I've been catching up on my sock projects. These are all washed and blocked and will soon be sent to warm the toes of their intended recipients. First, we have a pair of truly wild socks I made from a "sock blank" I dyed myself. (Scroll down a few entires to see it in "blank" form and skein form.) I did end up unraveling the sock blank into two separate balls, being as I was just not ready to experiment with two socks on one circular needle. Not with these babies. Say hello to Bijoox's Grateful Undead socks. They are one of a kind. I may be able to approximate the dye job again, but it will never be duplicated exactly. I'm rather proud of the way these came out. Unrepentently fraternal, as many of my socks are.
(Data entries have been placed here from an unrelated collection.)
#[cfg(test)]
mod tests {
    use super::*;
    use crate::remote::Reply;
    use crate::sync::testing::{harness, Harness};
    use serde_json::json;
    use std::sync::atomic::{AtomicUsize, Ordering};
    use std::time::Duration;

    fn aggregate_json(name: &str) -> Value {
        json!({
            "id": "s1",
            "name": name,
            "ownerId": "owner",
            "categories": [{"id": "X", "name": "general", "orderId": 1}],
            "channels": [
                {"id": "A", "name": "a", "categoryId": "X", "orderId": 1},
                {"id": "B", "name": "b", "categoryId": "X", "orderId": 2}
            ]
        })
    }

    async fn settle() {
        tokio::time::sleep(Duration::from_millis(1)).await;
    }

    fn manager(h: &Harness) -> Arc<EntitySyncManager> {
        EntitySyncManager::new(h.ctx.clone())
    }

    #[tokio::test(start_paused = true)]
    async fn test_get_aggregate_is_cache_first() {
        let h = harness();
        h.transport.set("s1/community", Reply::json(aggregate_json("Server")));
        let entities = manager(&h);

        assert!(entities.get_aggregate("s1").is_none());
        settle().await;

        let aggregate = entities.get_aggregate("s1").unwrap();
        assert_eq!(aggregate.name, "Server");
        assert_eq!(h.transport.call_count("s1/community"), 1);
    }

    #[tokio::test(start_paused = true)]
    async fn test_ttl_boundary_triggers_refresh() {
        let h = harness();
        h.transport.set("s1/community", Reply::json(aggregate_json("Server")));
        let entities = manager(&h);
        entities.refresh("s1", false).await.unwrap();
        let ttl = h.ctx.config.aggregate_ttl;

        h.clock.advance(ttl - Duration::from_millis(1));
        assert!(entities.get_aggregate("s1").is_some());
        settle().await;
        assert_eq!(h.transport.call_count("s1/community"), 1);

        h.clock.advance(Duration::from_millis(2));
        assert!(entities.get_aggregate("s1").is_some(), "stale data is still served");
        settle().await;
        assert_eq!(h.transport.call_count("s1/community"), 2);
    }

    #[tokio::test(start_paused = true)]
    async fn test_fatal_response_quarantines_id() {
        let h = harness();
        h.transport.set("s1/community", Reply::status(404, "community not found"));
        let entities = manager(&h);

        let err = entities.refresh("s1", false).await.unwrap_err();
        assert!(matches!(err, SyncError::Fatal(_)));
        assert!(entities.is_invalid("s1"));

        assert!(entities.get_aggregate("s1").is_none());
        settle().await;
        assert!(matches!(
            entities.refresh("s1", false).await,
            Err(SyncError::Invalid(_))
        ));
        assert_eq!(h.transport.call_count("s1/community"), 1);

        h.transport.set("s1/community", Reply::json(aggregate_json("Back")));
        entities.refresh("s1", true).await.unwrap();
        assert!(!entities.is_invalid("s1"));
        assert_eq!(entities.get_aggregate("s1").unwrap().name, "Back");
    }

    #[tokio::test(start_paused = true)]
    async fn test_malformed_payload_quarantines_id() {
        let h = harness();
        h.transport.set("s1/community", Reply::json(json!({"unexpected": true})));
        let entities = manager(&h);

        let err = entities.refresh("s1", false).await.unwrap_err();
        assert!(matches!(err, SyncError::Parse(_)));
        assert!(entities.is_invalid("s1"));
    }

    #[tokio::test(start_paused = true)]
    async fn test_transient_failure_keeps_previous_aggregate() {
        let h = harness();
        h.transport.set("s1/community", Reply::json(aggregate_json("Server")));
        let entities = manager(&h);
        entities.refresh("s1", false).await.unwrap();

        h.transport.set("s1/community", Reply::status(503, "service unavailable"));
        let err = entities.refresh("s1", false).await.unwrap_err();

        assert!(matches!(err, SyncError::Exhausted { .. }));
        assert!(!entities.is_invalid("s1"));
        assert_eq!(entities.get_aggregate("s1").unwrap().name, "Server");
    }

    #[tokio::test(start_paused = true)]
    async fn test_concurrent_refreshes_coalesce() {
        let h = harness();
        h.transport.set(
            "s1/community",
            Reply::json(aggregate_json("Server")).delayed(Duration::from_millis(100)),
        );
        let entities = manager(&h);

        let (a, b, c) = tokio::join!(
            entities.refresh("s1", false),
            entities.refresh("s1", false),
            entities.refresh("s1", false)
        );
        assert!(a.is_ok() && b.is_ok() && c.is_ok());

        // The first fetch plus one coalesced re-run
        assert_eq!(h.transport.call_count("s1/community"), 2);
    }

    #[tokio::test(start_paused = true)]
    async fn test_coalesced_caller_sees_rerun_outcome() {
        let h = harness();
        h.transport.push(
            "s1/community",
            Reply::json(aggregate_json("Server")).delayed(Duration::from_millis(100)),
        );
        h.transport.set("s1/community", Reply::status(503, "service unavailable"));
        let entities = manager(&h);

        let first = tokio::spawn({
            let entities = entities.clone();
            async move { entities.refresh("s1", false).await }
        });
        settle().await;

        let second = entities.refresh("s1", false).await;
        assert!(matches!(second, Err(SyncError::Exhausted { .. })));
        assert!(h.transport.call_count("s1/community") > 1);
        assert_eq!(entities.authoritative("s1").unwrap().name, "Server");

        let first = first.await.unwrap();
        assert!(matches!(first, Err(SyncError::Exhausted { .. })));
    }

    #[tokio::test(start_paused = true)]
    async fn test_abandoned_refresh_does_not_block_later_ones() {
        let h = harness();
        h.transport.set(
            "s1/community",
            Reply::json(aggregate_json("Server")).delayed(Duration::from_millis(100)),
        );
        let entities = manager(&h);

        let abandoned =
            tokio::time::timeout(Duration::from_millis(10), entities.refresh("s1", false)).await;
        assert!(abandoned.is_err());

        entities.refresh("s1", true).await.unwrap();
        assert_eq!(entities.authoritative("s1").unwrap().name, "Server");

        tokio::time::sleep(Duration::from_millis(500)).await;
        entities.refresh("s1", false).await.unwrap();
        assert_eq!(h.transport.call_count("s1/community"), 3);
    }

    #[tokio::test(start_paused = true)]
    async fn test_active_community_tracks_refreshes() {
        let h = harness();
        h.transport.push("s1/community", Reply::json(aggregate_json("First")));
        h.transport.push("s1/community", Reply::json(aggregate_json("Second")));
        let entities = manager(&h);
        let changes = Arc::new(AtomicUsize::new(0));
        let counter = changes.clone();
        let _sub = entities.subscribe(move |event| {
            if matches!(event, AggregateEvent::CurrentChanged(_)) {
                counter.fetch_add(1, Ordering::SeqCst);
            }
        });

        entities.refresh("s1", false).await.unwrap();
        entities.set_active(Some("s1"));
        assert_eq!(entities.current().unwrap().name, "First");

        entities.refresh("s1", false).await.unwrap();
        assert_eq!(entities.current().unwrap().name, "Second");
        assert_eq!(changes.load(Ordering::SeqCst), 2);

        entities.mark_invalid("s1");
        assert!(entities.current().is_none());
    }

    #[tokio::test(start_paused = true)]
    async fn test_rehydrates_from_storage() {
        let h = harness();
        h.transport.set("s1/community", Reply::json(aggregate_json("Persisted")));
        manager(&h).refresh("s1", false).await.unwrap();

        h.transport.set("s1/community", Reply::status(503, "down"));
        let restarted = manager(&h);
        let aggregate = restarted.get_aggregate("s1").unwrap();
        assert_eq!(aggregate.name, "Persisted");
    }

    #[tokio::test(start_paused = true)]
    async fn test_list_communities_cached_and_normalized() {
        let h = harness();
        h.transport.set("u1/communities", Reply::json(json!(["s1", 42, ""])));
        let entities = manager(&h);

        let ids = entities.list_communities("u1").await.unwrap();
        assert_eq!(ids, vec!["s1", "42"]);
        entities.list_communities("u1").await.unwrap();
        assert_eq!(h.transport.call_count("u1/communities"), 1);

        h.clock.advance(h.ctx.config.community_list_ttl + Duration::from_millis(1));
        h.transport.set("u1/communities", Reply::status(503, "down"));
        let stale = entities.list_communities("u1").await.unwrap();
        assert_eq!(stale, vec!["s1", "42"]);
    }

    #[tokio::test(start_paused = true)]
    async fn test_clear_drops_memory_and_disk() {
        let h = harness();
        h.transport.set("s1/community", Reply::json(aggregate_json("Server")));
        let entities = manager(&h);
        entities.refresh("s1", false).await.unwrap();

        entities.clear();

        assert!(entities.authoritative("s1").is_none());
        assert!(h.store.is_empty());
        assert_eq!(entities.stats().total_entries, 0);
    }
}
More sedate, but wonderfully cushy are the socks below, made from an unknown wool blend yarn from my stash. This is something I inherited cones of from my former place of employment, and I wanted to see how it would work up. There may be some acrylic in it, but it makes a gorgeous fabric, doesn't it? I've overdyed some skeins, too, and think so far the blue came out best. It has a speckly, denimy look, and I will be selling it on Etsy at some point. The socks below are done with the yarn as is, directly from the cone. Really nice ragg effect, don't you think? complex colors, too, with some white, some gray, and some bluish gray. These are a long overdue present for Larry Kirwan. I'm embarrassed to say it has been almost a year since he asked me when I might make him another pair. I think he'll find they were worth the wait.
Why do I knit for Larry, and not for my husband?

Larry has small feet, the same size as mine, and he likes colorful socks. Also, when I gave him the first pair back in 2001 or thereabouts, he promised to wash them by hand. It's also a way to give back something nice for all the music, literature, and friendship Larry has given me over the years since we first met. (I knew the music long before I made the acquaintance of the man behind it.)

My hubby won't wear anything but black, brown, or navy blue, and he has a 12-inch foot. I made him a navy blue pair once, and it was an interminable knit. When they were done, he wore them once and...threw them in the washer and dryer! Luckily, the yarn must have been superwash, because the socks didn't shrink and he can still wear them.

Ummm...and he lived after I found the socks in the dryer. If they had shrunk, though, after all that knitting...ooh, I don't want to think about it!

Lest anyone think he is neglected in any way, I do feed him. Very well. Bearing that in mind, it doesn't bother him too much that I don't want to knit socks for him anymore.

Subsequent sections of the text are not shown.